L'errore da non fare
Non cercate di ridurre troppo lo zucchero pensando di renderla più leggera: è lo zucchero che permette la gelificazione corretta e la conservazione. Se usate meno zucchero di quanto suggerito, la conserva rimane liquida e il suo potere conservante diminuisce. Inoltre non aggiungete pectina o addensanti: i fichi d'india contengono già abbastanza pectina naturale per raggiungere una buona consistenza.
I nostri consigli
- Conservate i barattoli chiusi in un luogo fresco, asciutto e al riparo dalla luce diretta per tutto l'anno. Una volta aperti, ripone in frigorifero e consumate entro un mese.
- Se preferite una conserva più densa e dalla consistenza quasi gelatinosa, prolungate la cottura di altri 5-10 minuti oltre il test dello strappo, facendo attenzione a non farla scurire troppo.
- La conserva di fichi d'india si accompagna bene con formaggi freschi come la ricotta, o con formaggi a pasta dura leggermente affumicati. Provate anche aggiunta a gelati di vaniglia.

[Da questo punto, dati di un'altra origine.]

use crate::backend::EvaluatedImage;
use crate::graph::{Geometry, Number, ProjectionRef, Reducer, RegionReduction};
use std::sync::Arc;

/// Band reference by position or by name
#[derive(Debug, Clone, PartialEq, Eq)]
pub enum BandSelector {
    Index(usize),
    Name(String),
}

impl From<usize> for BandSelector {
    fn from(index: usize) -> Self {
        BandSelector::Index(index)
    }
}

impl From<&str> for BandSelector {
    fn from(name: &str) -> Self {
        BandSelector::Name(name.to_string())
    }
}

impl From<String> for BandSelector {
    fn from(name: String) -> Self {
        BandSelector::Name(name)
    }
}

impl std::fmt::Display for BandSelector {
    fn fmt(&self, f: &mut std::fmt::Formatter<'_>) -> std::fmt::Result {
        match self {
            BandSelector::Index(i) => write!(f, "#{}", i),
            BandSelector::Name(n) => write!(f, "'{}'", n),
        }
    }
}

/// Per-pixel unary operations
#[derive(Debug, Clone, Copy, PartialEq, Eq)]
pub enum UnaryOp {
    Tan,
    Cos,
    Sin,
    Atan,
    Sqrt,
    Log10,
    /// Logical not: 1 where the value is zero, 0 elsewhere
    Not,
}

impl UnaryOp {
    pub fn apply(self, v: f64) -> f64 {
        match self {
            UnaryOp::Tan => v.tan(),
            UnaryOp::Cos => v.cos(),
            UnaryOp::Sin => v.sin(),
            UnaryOp::Atan => v.atan(),
            UnaryOp::Sqrt => v.sqrt(),
            UnaryOp::Log10 => v.log10(),
            UnaryOp::Not => bool_to_pixel(v == 0.0),
        }
    }
}

/// Per-pixel binary operations
#[derive(Debug, Clone, Copy, PartialEq, Eq)]
pub enum BinaryOp {
    Add,
    Subtract,
    Multiply,
    Divide,
    Pow,
    Lt,
    Gt,
    /// Element-wise logical and: 1 where both operands are non-zero
    And,
}

impl BinaryOp {
    pub fn apply(self, a: f64, b: f64) -> f64 {
        match self {
            BinaryOp::Add => a + b,
            BinaryOp::Subtract => a - b,
            BinaryOp::Multiply => a * b,
            BinaryOp::Divide => a / b,
            BinaryOp::Pow => a.powf(b),
            BinaryOp::Lt => bool_to_pixel(a < b),
            BinaryOp::Gt => bool_to_pixel(a > b),
            BinaryOp::And => bool_to_pixel(a != 0.0 && b != 0.0),
        }
    }
}

fn bool_to_pixel(b: bool) -> f64 {
    if b {
        1.0
    } else {
        0.0
    }
}

/// Terrain derivatives of an elevation band
#[derive(Debug, Clone, Copy, PartialEq, Eq)]
pub enum TerrainOp {
    /// Slope in degrees
    Slope,
    /// Aspect in degrees, 0 = north, clockwise
    Aspect,
}

impl TerrainOp {
    pub fn band_name(&self) -> &'static str {
        match self {
            TerrainOp::Slope => "slope",
            TerrainOp::Aspect => "aspect",
        }
    }
}

/// Expression node behind an [`Image`]
#[derive(Debug)]
pub enum ImageNode {
    /// Single band `constant` with the same value everywhere
    Constant(f64),
    /// Constant band whose value is a deferred number
    ConstantNumber(Number),
    /// Catalog asset, resolved by the backend
    Load(String),
    /// In-memory raster
    Source(Arc<EvaluatedImage>),
    /// Pixel area in square meters, band `area`
    PixelArea,
    Select {
        input: Image,
        bands: Vec<BandSelector>,
    },
    Rename {
        input: Image,
        names: Vec<String>,
    },
    AddBands {
        input: Image,
        other: Image,
    },
    Unary {
        op: UnaryOp,
        input: Image,
    },
    Binary {
        op: BinaryOp,
        lhs: Image,
        rhs: Image,
    },
    Unmask {
        input: Image,
        value: f64,
    },
    UpdateMask {
        input: Image,
        mask: Image,
    },
    Clip {
        input: Image,
        geometry: Geometry,
    },
    SetDefaultProjection {
        input: Image,
        projection: ProjectionRef,
    },
    Terrain {
        op: TerrainOp,
        input: Image,
    },
    /// Squared distance in pixels to the nearest non-zero pixel, band `distance`
    FastDistanceTransform {
        input: Image,
        neighborhood: u32,
    },
    CopyProperties {
        input: Image,
        source: Image,
    },
}

/// Lazy raster image
///
/// Cloning is cheap: nodes are shared, never mutated.
#[derive(Debug, Clone)]
pub struct Image(Arc<ImageNode>);

impl Image {
    fn from_node(node: ImageNode) -> Self {
        Image(Arc::new(node))
    }

    pub fn node(&self) -> &ImageNode {
        &self.0
    }

    /// Node identity, stable while the node is alive
    pub(crate) fn id(&self) -> usize {
        Arc::as_ptr(&self.0) as usize
    }

    /// Referenced from more than one place, so worth memoizing
    pub(crate) fn is_shared(&self) -> bool {
        Arc::strong_count(&self.0) > 1
    }

    /// Constant image with a single band named `constant`
    pub fn constant(value: f64) -> Self {
        Self::from_node(ImageNode::Constant(value))
    }

    /// Constant image whose value is computed on evaluation
    pub fn constant_number(value: Number) -> Self {
        Self::from_node(ImageNode::ConstantNumber(value))
    }

    /// Image loaded from the backend catalog
    pub fn load(asset_id: impl Into<String>) -> Self {
        Self::from_node(ImageNode::Load(asset_id.into()))
    }

    /// Wrap an in-memory raster
    pub fn from_raster(raster: EvaluatedImage) -> Self {
        Self::from_node(ImageNode::Source(Arc::new(raster)))
    }

    pub(crate) fn from_shared(raster: Arc<EvaluatedImage>) -> Self {
        Self::from_node(ImageNode::Source(raster))
    }

    pub fn pixel_area() -> Self {
        Self::from_node(ImageNode::PixelArea)
    }

    pub fn select<B: Into<BandSelector>>(&self, bands: impl IntoIterator<Item = B>) -> Self {
        Self::from_node(ImageNode::Select {
            input: self.clone(),
            bands: bands.into_iter().map(Into::into).collect(),
        })
    }

    /// Select a single band
    pub fn select_band(&self, band: impl Into<BandSelector>) -> Self {
        self.select([band.into()])
    }

    pub fn rename<S: Into<String>>(&self, names: impl IntoIterator<Item = S>) -> Self {
        Self::from_node(ImageNode::Rename {
            input: self.clone(),
            names: names.into_iter().map(Into::into).collect(),
        })
    }

    pub fn add_bands(&self, other: &Image) -> Self {
        Self::from_node(ImageNode::AddBands {
            input: self.clone(),
            other: other.clone(),
        })
    }

    fn unary(&self, op: UnaryOp) -> Self {
        Self::from_node(ImageNode::Unary {
            op,
            input: self.clone(),
        })
    }

    fn binary(&self, op: BinaryOp, rhs: impl Into<Image>) -> Self {
        Self::from_node(ImageNode::Binary {
            op,
            lhs: self.clone(),
            rhs: rhs.into(),
        })
    }

    pub fn add(&self, rhs: impl Into<Image>) -> Self {
        self.binary(BinaryOp::Add, rhs)
    }

    pub fn subtract(&self, rhs: impl Into<Image>) -> Self {
        self.binary(BinaryOp::Subtract, rhs)
    }

    pub fn multiply(&self, rhs: impl Into<Image>) -> Self {
        self.binary(BinaryOp::Multiply, rhs)
    }

    pub fn divide(&self, rhs: impl Into<Image>) -> Self {
        self.binary(BinaryOp::Divide, rhs)
    }

    pub fn pow(&self, rhs: impl Into<Image>) -> Self {
        self.binary(BinaryOp::Pow, rhs)
    }

    pub fn lt(&self, rhs: impl Into<Image>) -> Self {
        self.binary(BinaryOp::Lt, rhs)
    }

    pub fn gt(&self, rhs: impl Into<Image>) -> Self {
        self.binary(BinaryOp::Gt, rhs)
    }

    /// Element-wise logical and
    pub fn and(&self, rhs: impl Into<Image>) -> Self {
        self.binary(BinaryOp::And, rhs)
    }

    pub fn not(&self) -> Self {
        self.unary(UnaryOp::Not)
    }

    pub fn tan(&self) -> Self {
        self.unary(UnaryOp::Tan)
    }

    pub fn cos(&self) -> Self {
        self.unary(UnaryOp::Cos)
    }

    pub fn sin(&self) -> Self {
        self.unary(UnaryOp::Sin)
    }

    pub fn atan(&self) -> Self {
        self.unary(UnaryOp::Atan)
    }

    pub fn sqrt(&self) -> Self {
        self.unary(UnaryOp::Sqrt)
    }

    pub fn log10(&self) -> Self {
        self.unary(UnaryOp::Log10)
    }

    /// Replace masked pixels with `value` and mark every pixel valid
    pub fn unmask(&self, value: f64) -> Self {
        Self::from_node(ImageNode::Unmask {
            input: self.clone(),
            value,
        })
    }

    /// Keep pixels where `mask` is valid and non-zero
    pub fn update_mask(&self, mask: &Image) -> Self {
        Self::from_node(ImageNode::UpdateMask {
            input: self.clone(),
            mask: mask.clone(),
        })
    }

    pub fn clip(&self, geometry: &Geometry) -> Self {
        Self::from_node(ImageNode::Clip {
            input: self.clone(),
            geometry: geometry.clone(),
        })
    }

    pub fn set_default_projection(&self, projection: &ProjectionRef) -> Self {
        Self::from_node(ImageNode::SetDefaultProjection {
            input: self.clone(),
            projection: projection.clone(),
        })
    }

    pub(crate) fn terrain(&self, op: TerrainOp) -> Self {
        Self::from_node(ImageNode::Terrain {
            op,
            input: self.clone(),
        })
    }

    pub fn fast_distance_transform(&self, neighborhood: u32) -> Self {
        Self::from_node(ImageNode::FastDistanceTransform {
            input: self.clone(),
            neighborhood,
        })
    }

    pub fn copy_properties(&self, source: &Image) -> Self {
        Self::from_node(ImageNode::CopyProperties {
            input: self.clone(),
            source: source.clone(),
        })
    }

    /// Footprint of this image
    pub fn geometry(&self) -> Geometry {
        Geometry::Footprint(self.clone())
    }

    /// Default projection of this image
    pub fn projection(&self) -> ProjectionRef {
        ProjectionRef::Of(self.clone())
    }

    pub fn reduce_region(&self, reducer: Reducer, geometry: &Geometry, scale: f64) -> RegionReduction {
        RegionReduction::new(self.clone(), reducer, geometry.clone(), scale)
    }
}

impl From<f64> for Image {
    fn from(value: f64) -> Self {
        Image::constant(value)
    }
}

impl From<&Image> for Image {
    fn from(image: &Image) -> Self {
        image.clone()
    }
}

impl From<Number> for Image {
    fn from(value: Number) -> Self {
        Image::constant_number(value)
    }
}

#[cfg(test)]
mod tests {
    use super::*;

    #[test]
    fn test_construction_does_not_validate() {
        // Neither the asset nor the band exist anywhere; building must still succeed
        let image = Image::load("missing/asset").select(["nope"]).multiply(2.0).log10();
        match image.node() {
            ImageNode::Unary { op, .. } => assert_eq!(*op, UnaryOp::Log10),
            other => panic!("unexpected node {:?}", other),
        }
    }

    #[test]
    fn test_operations_share_inputs() {
        let base = Image::constant(1.0);
        let sum = base.add(&base);
        if let ImageNode::Binary { lhs, rhs, .. } = sum.node() {
            assert!(Arc::ptr_eq(&lhs.0, &rhs.0));
        } else {
            panic!("expected binary node");
        }
    }

    #[test]
    fn test_pixel_ops() {
        assert_eq!(UnaryOp::Not.apply(0.0), 1.0);
        assert_eq!(UnaryOp::Not.apply(3.0), 0.0);
        assert_eq!(BinaryOp::And.apply(1.0, 0.0), 0.0);
        assert_eq!(BinaryOp::And.apply(2.0, 1.0), 1.0);
        assert_eq!(BinaryOp::Lt.apply(1.0, 2.0), 1.0);
        assert_eq!(BinaryOp::Gt.apply(1.0, 2.0), 0.0);
        assert_eq!(BinaryOp::Pow.apply(10.0, 2.0), 100.0);
    }
}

- Se durante la cottura notate che la conserva scurisce molto e tende ad attaccarsi, abbassate il fuoco e mescolate più frequentemente. Un fuoco troppo alto brucia la frutta.
Quando prepararla
La stagione giusta è tardo agosto e settembre, quando i fichi d'india rossi e gialli raggiungono la piena maturazione nei mercati rionali e dalle aziende agricole. In questi mesi il prezzo è più conveniente e la qualità della frutta è garantita. Se trovate fichi d'india in altri periodi dell'anno, di solito provengono da importazione e hanno meno aroma, quindi è preferibile attendere la stagione naturale.
Domande frequenti
- Come faccio a sapere se i fichi d'india sono maturi? Scegliete frutti morbidi al tatto, che cedono leggermente alla pressione delle dita, ma non molli. Il colore deve essere vivace e uniforme, senza macchie scure o ammaccature.

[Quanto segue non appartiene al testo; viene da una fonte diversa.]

use crate::graph::{Geometry, Image};
use std::sync::Arc;

/// Region reducers
#[derive(Debug, Clone, Copy, PartialEq, Eq)]
pub enum Reducer {
    Mean,
    Min,
    Max,
}

impl Reducer {
    /// Reduce a set of valid pixel values, `None` if there are none
    pub fn reduce(&self, values: impl Iterator<Item = f64>) -> Option<f64> {
        let mut count = 0usize;
        let mut acc = match self {
            Reducer::Mean => 0.0,
            Reducer::Min => f64::INFINITY,
            Reducer::Max => f64::NEG_INFINITY,
        };
        for v in values {
            count += 1;
            acc = match self {
                Reducer::Mean => acc + v,
                Reducer::Min => acc.min(v),
                Reducer::Max => acc.max(v),
            };
        }
        if count == 0 {
            return None;
        }
        match self {
            Reducer::Mean => Some(acc / count as f64),
            Reducer::Min | Reducer::Max => Some(acc),
        }
    }
}

/// Expression node behind a [`Number`]
#[derive(Debug)]
pub enum NumberNode {
    Constant(f64),
    ReduceRegion {
        image: Image,
        reducer: Reducer,
        geometry: Geometry,
        /// Nominal pixel size of the reduction in meters
        scale: f64,
        band: String,
    },
}

/// Lazy scalar
#[derive(Debug, Clone)]
pub struct Number(Arc<NumberNode>);

impl Number {
    pub fn constant(value: f64) -> Self {
        Number(Arc::new(NumberNode::Constant(value)))
    }

    pub fn node(&self) -> &NumberNode {
        &self.0
    }

    pub(crate) fn id(&self) -> usize {
        Arc::as_ptr(&self.0) as usize
    }
}

impl From<f64> for Number {
    fn from(value: f64) -> Self {
        Number::constant(value)
    }
}

/// Pending `reduce_region` result, keyed by band name
#[derive(Debug, Clone)]
pub struct RegionReduction {
    image: Image,
    reducer: Reducer,
    geometry: Geometry,
    scale: f64,
}

impl RegionReduction {
    pub(crate) fn new(image: Image, reducer: Reducer, geometry: Geometry, scale: f64) -> Self {
        Self {
            image,
            reducer,
            geometry,
            scale,
        }
    }

    /// Reduced value of one band
    pub fn get(&self, band: impl Into<String>) -> Number {
        Number(Arc::new(NumberNode::ReduceRegion {
            image: self.image.clone(),
            reducer: self.reducer,
            geometry: self.geometry.clone(),
            scale: self.scale,
            band: band.into(),
        }))
    }
}

#[cfg(test)]
mod tests {
    use super::*;

    #[test]
    fn test_reducers() {
        let values = [1.0, 2.0, 6.0];
        assert_eq!(Reducer::Mean.reduce(values.iter().copied()), Some(3.0));
        assert_eq!(Reducer::Min.reduce(values.iter().copied()), Some(1.0));
        assert_eq!(Reducer::Max.reduce(values.iter().copied()), Some(6.0));
        assert_eq!(Reducer::Mean.reduce(std::iter::empty()), None);
    }
}
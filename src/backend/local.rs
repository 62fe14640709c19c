use crate::backend::kernels;
use crate::backend::{Backend, Band, Catalog, EvaluatedImage, Grid};
use crate::graph::{
    BandSelector, BinaryOp, CollectionNode, Geometry, Image, ImageCollection, ImageNode, Number,
    NumberNode, ProjectionRef,
};
use crate::types::{BoundingBox, CoordinateSystem, Pixel, Properties, SarError, SarResult};
use ndarray::{Array2, Zip};
use rayon::prelude::*;
use serde::{Deserialize, Serialize};
use std::collections::HashMap;

/// Parameters for the in-memory backend
#[derive(Debug, Clone, Serialize, Deserialize)]
pub struct LocalBackendParams {
    /// Enable parallel processing
    pub enable_parallel: bool,
    /// Rasters with at most this many rows are processed sequentially
    pub chunk_size: usize,
}

impl Default for LocalBackendParams {
    fn default() -> Self {
        Self {
            enable_parallel: cfg!(feature = "parallel"),
            chunk_size: 64,
        }
    }
}

/// In-memory reference backend over `ndarray` rasters
///
/// Each image is evaluated on its default grid; source rasters on other grids
/// of the same coordinate system are resampled bilinearly. Meant for scenes
/// that fit in memory, there is no tiling.
#[derive(Debug, Clone, Default)]
pub struct LocalBackend {
    catalog: Catalog,
    params: LocalBackendParams,
}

- Perché la mia conserva è rimasta troppo liquida? Probabilmente non avete raggiunto il punto di gelificazione corretto oppure avete usato fichi poco maturi. Riprovate portando il composto a una cottura più lunga fino al test dello strappo sicuro.
- Posso usare i fichi d'india surgelati? No, perché la surgelazione rompe le cellule della frutta e la rende troppo molle. La conserva risulterebbe poltiglia. Usate sempre frutta fresca di stagione.
- Il barattolo non ha fatto il "click" di sottovuoto: è un problema? Sì, conservatelo in frigorifero e consumatelo entro 2 settimane. Un sottovuoto mancato vuol dire che il sigillo non è perfetto.